United Nations, May 12: Rwanda and the Netherlands, two countries embroiled in the UN's worst peacekeeping failures, have launched a push at the United Nations for blue helmets to more readily use force to defend civilians in conflicts.
The initiative seeks to persuade countries that contribute troops to UN peacekeeping to agree to more robust action and more readily intervene instead of staying behind the high walls of their UN compounds. "The blue flag needs to stand for protection and it doesn't always," Dutch Foreign Minister Bert Koenders told the gathering at UN headquarters in New York yesterday.
The failure of Dutch peacekeepers to defend Bosnian Muslims in Srebrenica in July 1995 has been a source of shame for the Netherlands, which has recently returned to UN peacekeeping by sending troops to Mali.

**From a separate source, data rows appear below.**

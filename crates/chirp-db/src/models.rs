/// Database row types — these map directly to SQLite rows.
/// Distinct from the chirp-types API models to keep the DB layer independent.

pub struct UserRow {
    pub id: String,
    pub username: String,
    pub email: String,
    pub password: String,
    pub created_at: String,
}

pub struct ProfileRow {
    pub user_id: String,
    pub gender: i64,
    pub self_intro: Option<String>,
}

pub struct TweetRow {
    pub id: String,
    pub author_id: String,
    pub author_username: String,
    pub content: String,
    pub created_at: String,
}

/// A user reached through a follow edge (follower or followee side),
/// in edge insertion order.
pub struct FollowUserRow {
    pub id: String,
    pub username: String,
    pub created_at: String,
}
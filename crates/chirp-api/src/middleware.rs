use axum::{
    extract::Request,
    http::{StatusCode, header},
    middleware::Next,
    response::Response,
};
use jsonwebtoken::{DecodingKey, Validation, decode};

use chirp_types::api::Claims;

/// Extract and validate JWT from Authorization header. The claims become
/// the acting identity for every downstream operation.
pub async fn require_auth(mut req: Request, next: Next) -> Result<Response, StatusCode> {
    let auth_header = req
        .headers()
        .get(header::AUTHORIZATION)
        .and_then(|v| v.to_str().ok())
        .ok_or(StatusCode::UNAUTHORIZED)?;

    let token = auth_header
        .strip_prefix("Bearer ")
        .ok_or(StatusCode::UNAUTHORIZED)?;

    let secret = std::env::var("CHIRP_JWT_SECRET").unwrap_or_else(|_| "dev-secret-change-me".into());

    let token_data = decode::<Claims>(
        token,
        &DecodingKey::from_secret(secret.as_bytes()),
        &Validation::default(),
    )
    .map_err(|_| StatusCode::UNAUTHORIZED)?;

    req.extensions_mut().insert(token_data.claims);
    Ok(next.run(req).await)
}
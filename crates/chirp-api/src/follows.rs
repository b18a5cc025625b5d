use axum::{
    Extension, Json,
    extract::{Path, State},
    response::IntoResponse,
};
use tracing::error;
use uuid::Uuid;

use chirp_db::error::{StoreError, StoreResult};
use chirp_types::api::{Claims, FollowListResponse, FollowOutcome, FollowResponse};
use chirp_types::models::User;

use crate::auth::AppState;
use crate::error::ApiError;
use crate::tweets::{parse_timestamp, parse_uuid};

pub async fn follow(
    State(state): State<AppState>,
    Path(username): Path<String>,
    Extension(claims): Extension<Claims>,
) -> Result<impl IntoResponse, ApiError> {
    let edge_id = Uuid::new_v4();

    let db = state.clone();
    let follower_id = claims.sub.to_string();
    let result = tokio::task::spawn_blocking(move || {
        db.db.follow(&edge_id.to_string(), &follower_id, &username)
    })
    .await
    .map_err(|e| {
        error!("spawn_blocking join error: {}", e);
        ApiError::internal(e)
    })?;

    follow_response(result)
}

pub async fn unfollow(
    State(state): State<AppState>,
    Path(username): Path<String>,
    Extension(claims): Extension<Claims>,
) -> Result<impl IntoResponse, ApiError> {
    let db = state.clone();
    let follower_id = claims.sub.to_string();
    let result =
        tokio::task::spawn_blocking(move || db.db.unfollow(&follower_id, &username))
            .await
            .map_err(|e| {
                error!("spawn_blocking join error: {}", e);
                ApiError::internal(e)
            })?;

    follow_response(result)
}

/// Business-rule rejections (self-follow, duplicate follow, missing edge)
/// come back as a no-op with a warning; the request itself succeeds.
/// Everything else maps through the usual error taxonomy.
fn follow_response(result: StoreResult<()>) -> Result<Json<FollowResponse>, ApiError> {
    match result {
        Ok(()) => Ok(Json(FollowResponse {
            status: FollowOutcome::Ok,
            warning: None,
        })),
        Err(
            err @ (StoreError::SelfFollow
            | StoreError::AlreadyFollowing { .. }
            | StoreError::NotFollowing { .. }),
        ) => Ok(Json(FollowResponse {
            status: FollowOutcome::NoOp,
            warning: Some(err.to_string()),
        })),
        Err(other) => Err(other.into()),
    }
}

pub async fn following(
    State(state): State<AppState>,
    Path(username): Path<String>,
    Extension(_claims): Extension<Claims>,
) -> Result<impl IntoResponse, ApiError> {
    list_edges(state, username, EdgeSide::Following).await
}

pub async fn followers(
    State(state): State<AppState>,
    Path(username): Path<String>,
    Extension(_claims): Extension<Claims>,
) -> Result<impl IntoResponse, ApiError> {
    list_edges(state, username, EdgeSide::Followers).await
}

enum EdgeSide {
    Following,
    Followers,
}

async fn list_edges(
    state: AppState,
    username: String,
    side: EdgeSide,
) -> Result<Json<FollowListResponse>, ApiError> {
    let db = state.clone();
    let rows = tokio::task::spawn_blocking(move || {
        let user = db
            .db
            .get_user_by_username(&username)?
            .ok_or(StoreError::UserNotFound {
                username: username.clone(),
            })?;

        match side {
            EdgeSide::Following => db.db.list_following(&user.id),
            EdgeSide::Followers => db.db.list_followers(&user.id),
        }
    })
    .await
    .map_err(|e| {
        error!("spawn_blocking join error: {}", e);
        ApiError::internal(e)
    })??;

    let users: Vec<User> = rows
        .into_iter()
        .map(|row| User {
            id: parse_uuid(&row.id, "user id"),
            username: row.username,
            created_at: parse_timestamp(&row.created_at, "user created_at"),
        })
        .collect();

    Ok(Json(FollowListResponse { users }))
}
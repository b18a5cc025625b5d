use std::net::SocketAddr;
use std::path::PathBuf;
use std::sync::Arc;

use tower_http::cors::CorsLayer;
use tower_http::trace::TraceLayer;
use tracing::info;

use chirp_api::auth::{AppState, AppStateInner};

#[tokio::main]
async fn main() -> anyhow::Result<()> {
    // Load .env if present
    let _ = dotenvy::dotenv();

    // Init logging
    tracing_subscriber::fmt()
        .with_env_filter(
            tracing_subscriber::EnvFilter::try_from_default_env()
                .unwrap_or_else(|_| "chirp=debug,tower_http=debug".into()),
        )
        .init();

    // Config
    let jwt_secret =
        std::env::var("CHIRP_JWT_SECRET").unwrap_or_else(|_| "dev-secret-change-me".into());
    let db_path = std::env::var("CHIRP_DB_PATH").unwrap_or_else(|_| "chirp.db".into());
    let host = std::env::var("CHIRP_HOST").unwrap_or_else(|_| "0.0.0.0".into());
    let port: u16 = std::env::var("CHIRP_PORT")
        .unwrap_or_else(|_| "3000".into())
        .parse()?;

    // Init database
    let db = chirp_db::Database::open(&PathBuf::from(&db_path))?;

    // Shared state
    let state: AppState = Arc::new(AppStateInner { db, jwt_secret });

    let app = chirp_api::router(state)
        .layer(CorsLayer::permissive())
        .layer(TraceLayer::new_for_http());

    let addr: SocketAddr = format!("{}:{}", host, port).parse()?;
    info!("Chirp server listening on {}", addr);

    let listener = tokio::net::TcpListener::bind(addr).await?;
    axum::serve(listener, app).await?;

    Ok(())
}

At the UN meeting, countries were urged to endorse the so-called Kigali principles, a pledge that troops in UN missions will take military action against "armed actors with clear hostile intent to harm civilians."
"We are starting a movement today," said Rwanda's Ambassador Eugene-Richard Gasana, who stressed the aim was to "save lives". "The failures of our past should not dictate our future," he added. Rwanda, which was abandoned by UN peacekeepers during the 1994 genocide, has become of the largest contributors to UN peacekeeping with some 6,000 troops and police serving under the UN flag.
Only 29 countries have so far agreed to endorse the principles including key troop-contributors Bangladesh and Ethiopia. Two other major peacekeeping nations, India and Pakistan, are not among the signatories and three permanent Security Council members -- Britain, France and Russia -- have yet to come on board.
US Ambassador Samantha Power cited a 2014 UN report that showed peacekeepers had failed to use force in response to some 500 attacks against civilians from 2010 and 2013. "We continue to see units retreat instead of standing their ground," said Power.
The United States endorses the principles and is urging the United Nations to give preference to countries that back them to serve in peacekeeping missions, she said. Some 106,000 troops from 123 countries are deployed in peacekeeping missions worldwide, most of which include the protection of civilians in their mandates agreed by the Security Council.